Study material section start

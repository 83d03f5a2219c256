//! Landing page: sign-in tabs and the BMI calculator.

use ratatui::{
    layout::{Constraint, Direction, Layout, Rect},
    text::{Line, Span},
    widgets::{Block, Borders, Paragraph, Wrap},
    Frame,
};

use crate::domain::{BmiReading, Credentials, Registration, Role};
use crate::tui::styles::MedicalTheme;

use super::form::{render_form_fields, FormField, FormState};
use super::{render_tabs, render_title};

#[derive(Debug, Clone, Copy, PartialEq, Eq, Default)]
pub enum LandingTab {
    #[default]
    PatientLogin,
    DoctorLogin,
    Register,
    Bmi,
}

impl LandingTab {
    const ALL: [LandingTab; 4] = [
        Self::PatientLogin,
        Self::DoctorLogin,
        Self::Register,
        Self::Bmi,
    ];

    fn label(self) -> &'static str {
        match self {
            Self::PatientLogin => "Patient Login",
            Self::DoctorLogin => "Doctor Login",
            Self::Register => "Register",
            Self::Bmi => "BMI Calculator",
        }
    }

    fn index(self) -> usize {
        Self::ALL.iter().position(|t| *t == self).unwrap_or(0)
    }

    #[must_use]
    pub fn next(self) -> Self {
        Self::ALL[(self.index() + 1) % Self::ALL.len()]
    }

    /// Role a login from this tab signs in as.
    #[must_use]
    pub fn login_role(self) -> Option<Role> {
        match self {
            Self::PatientLogin => Some(Role::Patient),
            Self::DoctorLogin => Some(Role::Doctor),
            Self::Register | Self::Bmi => None,
        }
    }
}

const LOGIN_EMAIL: usize = 0;
const LOGIN_PASSWORD: usize = 1;
const REGISTER_NAME: usize = 0;
const REGISTER_EMAIL: usize = 1;
const REGISTER_PASSWORD: usize = 2;
const BMI_HEIGHT: usize = 0;
const BMI_WEIGHT: usize = 1;

/// Landing screen state
#[derive(Debug, Clone)]
pub struct LandingState {
    pub tab: LandingTab,
    pub login: FormState,
    pub register: FormState,
    pub bmi: FormState,
    pub bmi_result: Option<BmiReading>,
}

impl Default for LandingState {
    fn default() -> Self {
        Self {
            tab: LandingTab::default(),
            login: FormState::new(vec![
                FormField::new("Email", "you@example.com"),
                FormField::new("Password", "your password").masked(),
            ]),
            register: FormState::new(vec![
                FormField::new("Full Name", "Jane Doe"),
                FormField::new("Email", "you@example.com"),
                FormField::new("Password", "at least 6 characters").masked(),
            ]),
            bmi: FormState::new(vec![
                FormField::new("Height", "cm"),
                FormField::new("Weight", "kg"),
            ]),
            bmi_result: None,
        }
    }
}

impl LandingState {
    /// The form behind the active tab.
    pub fn active_form_mut(&mut self) -> &mut FormState {
        match self.tab {
            LandingTab::PatientLogin | LandingTab::DoctorLogin => &mut self.login,
            LandingTab::Register => &mut self.register,
            LandingTab::Bmi => &mut self.bmi,
        }
    }

    #[must_use]
    pub fn active_form(&self) -> &FormState {
        match self.tab {
            LandingTab::PatientLogin | LandingTab::DoctorLogin => &self.login,
            LandingTab::Register => &self.register,
            LandingTab::Bmi => &self.bmi,
        }
    }

    #[must_use]
    pub fn is_submitting(&self) -> bool {
        self.login.is_submitting() || self.register.is_submitting()
    }

    /// Switch tabs unless a submission is in flight.
    pub fn next_tab(&mut self) {
        if !self.is_submitting() {
            self.tab = self.tab.next();
        }
    }

    #[must_use]
    pub fn credentials(&self) -> Credentials {
        Credentials::new(
            self.login.trimmed(LOGIN_EMAIL),
            self.login.value(LOGIN_PASSWORD),
        )
    }

    #[must_use]
    pub fn registration(&self) -> Registration {
        Registration::new(
            self.register.trimmed(REGISTER_NAME),
            self.register.trimmed(REGISTER_EMAIL),
            self.register.value(REGISTER_PASSWORD),
        )
    }

    /// Compute the BMI from the calculator fields.
    pub fn calculate_bmi(&mut self) {
        let height = self.bmi.trimmed(BMI_HEIGHT).parse::<f64>().ok();
        let weight = self.bmi.trimmed(BMI_WEIGHT).parse::<f64>().ok();

        self.bmi_result = height
            .zip(weight)
            .and_then(|(h, w)| BmiReading::compute(h, w));
        self.bmi.error_message = self
            .bmi_result
            .is_none()
            .then(|| "Please enter a valid height and weight".to_string());
    }
}

/// Render the landing page
pub fn render_landing(f: &mut Frame, area: Rect, state: &LandingState) {
    let chunks = Layout::default()
        .direction(Direction::Vertical)
        .constraints([Constraint::Length(3), Constraint::Min(0)])
        .split(area);

    render_title(
        f,
        chunks[0],
        "Welcome to Verolix",
        "Your personal health companion",
    );

    let columns = Layout::default()
        .direction(Direction::Horizontal)
        .constraints([Constraint::Percentage(45), Constraint::Percentage(55)])
        .margin(1)
        .split(chunks[1]);

    render_features(f, columns[0]);
    render_auth_panel(f, columns[1], state);
}

fn render_features(f: &mut Frame, area: Rect) {
    let features = [
        ("Schedule Appointments", "Book and manage your medical appointments with ease."),
        ("Access Medical Records", "View and share your complete medical history securely."),
        ("Connect with Doctors", "Communicate directly with your healthcare providers."),
        ("BMI Calculator", "Instantly calculate your Body Mass Index."),
    ];

    let mut lines = vec![Line::from(Span::styled(
        "Your health, in one place",
        MedicalTheme::subtitle(),
    ))];
    for (title, desc) in features {
        lines.push(Line::raw(""));
        lines.push(Line::from(Span::styled(title, MedicalTheme::text())));
        lines.push(Line::from(Span::styled(desc, MedicalTheme::text_secondary())));
    }

    let block = Block::default()
        .borders(Borders::ALL)
        .border_style(MedicalTheme::border());
    f.render_widget(
        Paragraph::new(lines).block(block).wrap(Wrap { trim: true }),
        area,
    );
}

fn render_auth_panel(f: &mut Frame, area: Rect, state: &LandingState) {
    let form = state.active_form();
    let chunks = Layout::default()
        .direction(Direction::Vertical)
        .constraints([
            Constraint::Length(1),
            Constraint::Length(1),
            Constraint::Length(3 * form.fields.len() as u16),
            Constraint::Length(2),
            Constraint::Min(0),
        ])
        .split(area);

    let labels: Vec<&str> = LandingTab::ALL.iter().map(|t| t.label()).collect();
    render_tabs(f, chunks[0], &labels, state.tab.index());

    render_form_fields(f, chunks[2], form, 1);

    let status = if form.is_submitting() {
        Line::from(Span::styled(" Submitting…", MedicalTheme::info()))
    } else if let Some(err) = &form.error_message {
        Line::from(vec![
            Span::styled(" ! ", MedicalTheme::danger()),
            Span::styled(err.clone(), MedicalTheme::danger()),
        ])
    } else {
        let action = match state.tab {
            LandingTab::PatientLogin | LandingTab::DoctorLogin => "Sign in",
            LandingTab::Register => "Create account",
            LandingTab::Bmi => "Calculate",
        };
        Line::from(vec![
            Span::styled(" [Enter] ", MedicalTheme::key_hint()),
            Span::styled(action, MedicalTheme::key_desc()),
        ])
    };
    f.render_widget(Paragraph::new(status), chunks[3]);

    if state.tab == LandingTab::Bmi {
        if let Some(reading) = state.bmi_result {
            let category = reading.category();
            let result = Paragraph::new(vec![
                Line::from(vec![
                    Span::styled(" Your BMI: ", MedicalTheme::text_secondary()),
                    Span::styled(format!("{:.1}", reading.value), MedicalTheme::title()),
                ]),
                Line::from(vec![
                    Span::styled(" Category: ", MedicalTheme::text_secondary()),
                    Span::styled(category.to_string(), MedicalTheme::bmi(category)),
                ]),
            ]);
            f.render_widget(result, chunks[4]);
        }
    }
}

#[cfg(test)]
mod tests {
    use super::*;
    use crate::domain::BmiCategory;
    use ratatui::{backend::TestBackend, Terminal};

    fn type_into(form: &mut FormState, text: &str) {
        for c in text.chars() {
            form.input_char(c);
        }
    }

    #[test]
    fn test_tabs_cycle_and_role() {
        let mut state = LandingState::default();
        assert_eq!(state.tab.login_role(), Some(Role::Patient));
        state.next_tab();
        assert_eq!(state.tab.login_role(), Some(Role::Doctor));
        state.next_tab();
        assert_eq!(state.tab, LandingTab::Register);
        state.next_tab();
        state.next_tab();
        assert_eq!(state.tab, LandingTab::PatientLogin);
    }

    #[test]
    fn test_tab_locked_while_submitting() {
        let mut state = LandingState::default();
        state.login.begin_submit();
        state.next_tab();
        assert_eq!(state.tab, LandingTab::PatientLogin);
    }

    #[test]
    fn test_credentials_trim_email() {
        let mut state = LandingState::default();
        type_into(&mut state.login, " jane@clinic.org ");
        state.login.next_field();
        type_into(&mut state.login, "secret1");

        let credentials = state.credentials();
        assert_eq!(credentials.email, "jane@clinic.org");
        assert_eq!(credentials.password.as_str(), "secret1");
    }

    #[test]
    fn test_bmi_calculation() {
        let mut state = LandingState::default();
        state.tab = LandingTab::Bmi;
        type_into(state.active_form_mut(), "180");
        state.active_form_mut().next_field();
        type_into(state.active_form_mut(), "81");
        state.calculate_bmi();

        let reading = state.bmi_result.expect("Should compute");
        assert!((reading.value - 25.0).abs() < f64::EPSILON);
        assert_eq!(reading.category(), BmiCategory::Overweight);
    }

    #[test]
    fn test_bmi_rejects_garbage() {
        let mut state = LandingState::default();
        state.tab = LandingTab::Bmi;
        type_into(state.active_form_mut(), "abc");
        state.calculate_bmi();
        assert!(state.bmi_result.is_none());
        assert!(state.bmi.error_message.is_some());
    }

    #[test]
    fn test_render_smoke() {
        let backend = TestBackend::new(120, 30);
        let mut terminal = Terminal::new(backend).expect("Should create terminal");
        let state = LandingState::default();
        terminal
            .draw(|f| render_landing(f, f.area(), &state))
            .expect("Should draw");

        let buffer = terminal.backend().buffer();
        let text: String = buffer.content().iter().map(|c| c.symbol()).collect();
        assert!(text.contains("Welcome to Verolix"));
        assert!(text.contains("Patient Login"));
    }
}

Study material section end

- **Your task**: What is the number of lines above that contain the string "DoctorLogin"? Answer with that number only.

- **Solved exercise**: 7